Work request:
The answer must consist of every line in the data below that holds the word "stable".

The data:
== Segment start ==
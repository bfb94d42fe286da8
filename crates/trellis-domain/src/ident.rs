//! Deterministic identifier derivation
//!
//! Every identifier in Trellis is derived from the content it names: page ids
//! from the normalized URL, concept ids from the normalized label, edge ids
//! from the ordered endpoint pair. Derivation must be stable across process
//! restarts, which is why ids are content digests rather than random values.

use sha2::{Digest, Sha256};

/// Derive a compact stable identifier from arbitrary input.
///
/// The first 8 bytes of the SHA-256 digest, rendered as 16 lowercase hex
/// characters. Collisions over a single-user archive of a few thousand
/// entities are not a practical concern at 64 bits.
///
/// # Examples
///
/// ```
/// use trellis_domain::ident::digest_id;
///
/// let a = digest_id("https://example.com/post");
/// let b = digest_id("https://example.com/post");
/// assert_eq!(a, b);
/// assert_eq!(a.len(), 16);
/// ```
pub fn digest_id(input: &str) -> String {
    let hash = Sha256::digest(input.as_bytes());
    hash[..8].iter().map(|b| format!("{:02x}", b)).collect()
}

/// Normalize a URL before id derivation.
///
/// Trims whitespace, drops any fragment, drops a trailing slash on the path,
/// and lower-cases the scheme and host. Query strings are kept: two URLs
/// differing only in query parameters are distinct pages.
pub fn normalize_url(url: &str) -> String {
    let trimmed = url.trim();
    let without_fragment = match trimmed.split_once('#') {
        Some((head, _)) => head,
        None => trimmed,
    };
    let without_slash = without_fragment
        .strip_suffix('/')
        .unwrap_or(without_fragment);

    // Lower-case only up to the end of the authority; paths are case-sensitive.
    match without_slash.find("://") {
        Some(scheme_end) => {
            let authority_start = scheme_end + 3;
            let rest = &without_slash[authority_start..];
            let authority_end = rest.find('/').map(|i| authority_start + i);
            match authority_end {
                Some(end) => format!(
                    "{}{}",
                    without_slash[..end].to_lowercase(),
                    &without_slash[end..]
                ),
                None => without_slash.to_lowercase(),
            }
        }
        None => without_slash.to_string(),
    }
}

/// Normalize a concept label before id derivation.
///
/// Lower-cases, trims, and collapses internal whitespace so that
/// "Neural  Networks" and "neural networks" converge on one concept.
pub fn normalize_label(label: &str) -> String {
    label
        .trim()
        .to_lowercase()
        .split_whitespace()
        .collect::<Vec<_>>()
        .join(" ")
}
//! URL eligibility gate

use crate::config::CaptureConfig;
use crate::error::CaptureRejection;
use url::Url;

/// Check whether a URL is worth capturing at all.
///
/// Rejects non-web schemes, hosts on the skip list (including their
/// subdomains), and paths that end in a clearly non-text extension.
pub fn check_url(raw: &str, config: &CaptureConfig) -> Result<Url, CaptureRejection> {
    let parsed = Url::parse(raw).map_err(|e| CaptureRejection::InvalidUrl(e.to_string()))?;

    match parsed.scheme() {
        "http" | "https" => {}
        other => return Err(CaptureRejection::UnsupportedScheme(other.to_string())),
    }

    let host = parsed
        .host_str()
        .ok_or_else(|| CaptureRejection::InvalidUrl("missing host".to_string()))?;

    for skipped in &config.skip_domains {
        if host == skipped || host.ends_with(&format!(".{}", skipped)) {
            return Err(CaptureRejection::SkippedDomain(host.to_string()));
        }
    }

    let path = parsed.path().to_lowercase();
    for ext in &config.blocked_extensions {
        if path.ends_with(ext.as_str()) {
            return Err(CaptureRejection::NonTextResource(ext.clone()));
        }
    }

    Ok(parsed)
}
//! Process-wide configuration with a read-modify-write lifecycle

use serde::{Deserialize, Serialize};
use std::fmt;

/// Required prefix of a valid analysis-service API key.
pub const API_KEY_PREFIX: &str = "AIza";

/// Minimum length of a valid analysis-service API key.
pub const API_KEY_MIN_LEN: usize = 20;

/// Settings validation failure.
#[derive(Debug, Clone, PartialEq, Eq)]
pub enum SettingsError {
    /// API key failed format validation
    InvalidApiKey(String),
    /// A numeric bound is out of its valid range
    InvalidBound(String),
}

impl fmt::Display for SettingsError {
    fn fmt(&self, f: &mut fmt::Formatter<'_>) -> fmt::Result {
        match self {
            SettingsError::InvalidApiKey(msg) => write!(f, "invalid API key: {}", msg),
            SettingsError::InvalidBound(msg) => write!(f, "invalid setting: {}", msg),
        }
    }
}

impl std::error::Error for SettingsError {}

/// User-facing configuration, persisted in the store and edited
/// read-modify-write. Defaults are supplied when no record exists.
#[derive(Debug, Clone, PartialEq, Serialize, Deserialize)]
pub struct Settings {
    /// Analysis-service API key; empty means analysis is unavailable
    #[serde(default)]
    pub api_key: String,

    /// Whether page visits are captured automatically
    #[serde(default = "default_auto_capture")]
    pub auto_capture: bool,

    /// Minimum body length, in words, for a capture to be persisted
    #[serde(default = "default_min_content_words")]
    pub min_content_words: usize,

    /// Domains whose pages are never captured
    #[serde(default)]
    pub skip_domains: Vec<String>,

    /// Minimum seconds between captures of the same tab/session
    #[serde(default = "default_capture_interval_secs")]
    pub capture_interval_secs: u64,

    /// Maximum number of processed-content records kept in the archive
    #[serde(default = "default_max_archive_entries")]
    pub max_archive_entries: usize,
}

fn default_auto_capture() -> bool {
    true
}

fn default_min_content_words() -> usize {
    100
}

fn default_capture_interval_secs() -> u64 {
    30
}

fn default_max_archive_entries() -> usize {
    1000
}

impl Default for Settings {
    fn default() -> Self {
        Self {
            api_key: String::new(),
            auto_capture: true,
            min_content_words: 100,
            skip_domains: Vec::new(),
            capture_interval_secs: 30,
            max_archive_entries: 1000,
        }
    }
}

impl Settings {
    /// Validate an API key: length and provider prefix.
    ///
    /// Rejected synchronously at the point of save; an empty key is allowed
    /// (analysis simply stays unavailable) but a malformed non-empty key is
    /// an error.
    pub fn validate_api_key(key: &str) -> Result<(), SettingsError> {
        if key.is_empty() {
            return Ok(());
        }
        if key.len() <= API_KEY_MIN_LEN {
            return Err(SettingsError::InvalidApiKey(format!(
                "must be longer than {} characters",
                API_KEY_MIN_LEN
            )));
        }
        if !key.starts_with(API_KEY_PREFIX) {
            return Err(SettingsError::InvalidApiKey(format!(
                "must start with '{}'",
                API_KEY_PREFIX
            )));
        }
        Ok(())
    }

    /// Validate the full settings record before saving.
    pub fn validate(&self) -> Result<(), SettingsError> {
        Self::validate_api_key(&self.api_key)?;
        if self.min_content_words == 0 {
            return Err(SettingsError::InvalidBound(
                "min_content_words must be greater than 0".to_string(),
            ));
        }
        if self.max_archive_entries == 0 {
            return Err(SettingsError::InvalidBound(
                "max_archive_entries must be greater than 0".to_string(),
            ));
        }
        Ok(())
    }
}

#[cfg(test)]
mod tests {
    use super::*;

    #[test]
    fn test_defaults() {
        let settings = Settings::default();
        assert!(settings.auto_capture);
        assert_eq!(settings.min_content_words, 100);
        assert_eq!(settings.max_archive_entries, 1000);
        assert!(settings.validate().is_ok());
    }

    #[test]
    fn test_api_key_validation() {
        assert!(Settings::validate_api_key("").is_ok());
        assert!(Settings::validate_api_key("AIzaSyExample_1234567890abc").is_ok());
        // Too short
        assert!(Settings::validate_api_key("AIzaShort").is_err());
        // Wrong prefix
        assert!(Settings::validate_api_key("sk-1234567890abcdefghijklmn").is_err());
    }

    #[test]
    fn test_zero_bounds_rejected() {
        let mut settings = Settings::default();
        settings.min_content_words = 0;
        assert!(settings.validate().is_err());

        let mut settings = Settings::default();
        settings.max_archive_entries = 0;
        assert!(settings.validate().is_err());
    }

    #[test]
    fn test_serde_defaults_fill_missing_fields() {
        let settings: Settings = serde_json::from_str("{}").unwrap();
        assert_eq!(settings, Settings::default());
    }
}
== Segment end ==
Solved exercise:
//! from the ordered endpoint pair. Derivation must be stable across process
/// Derive a compact stable identifier from arbitrary input.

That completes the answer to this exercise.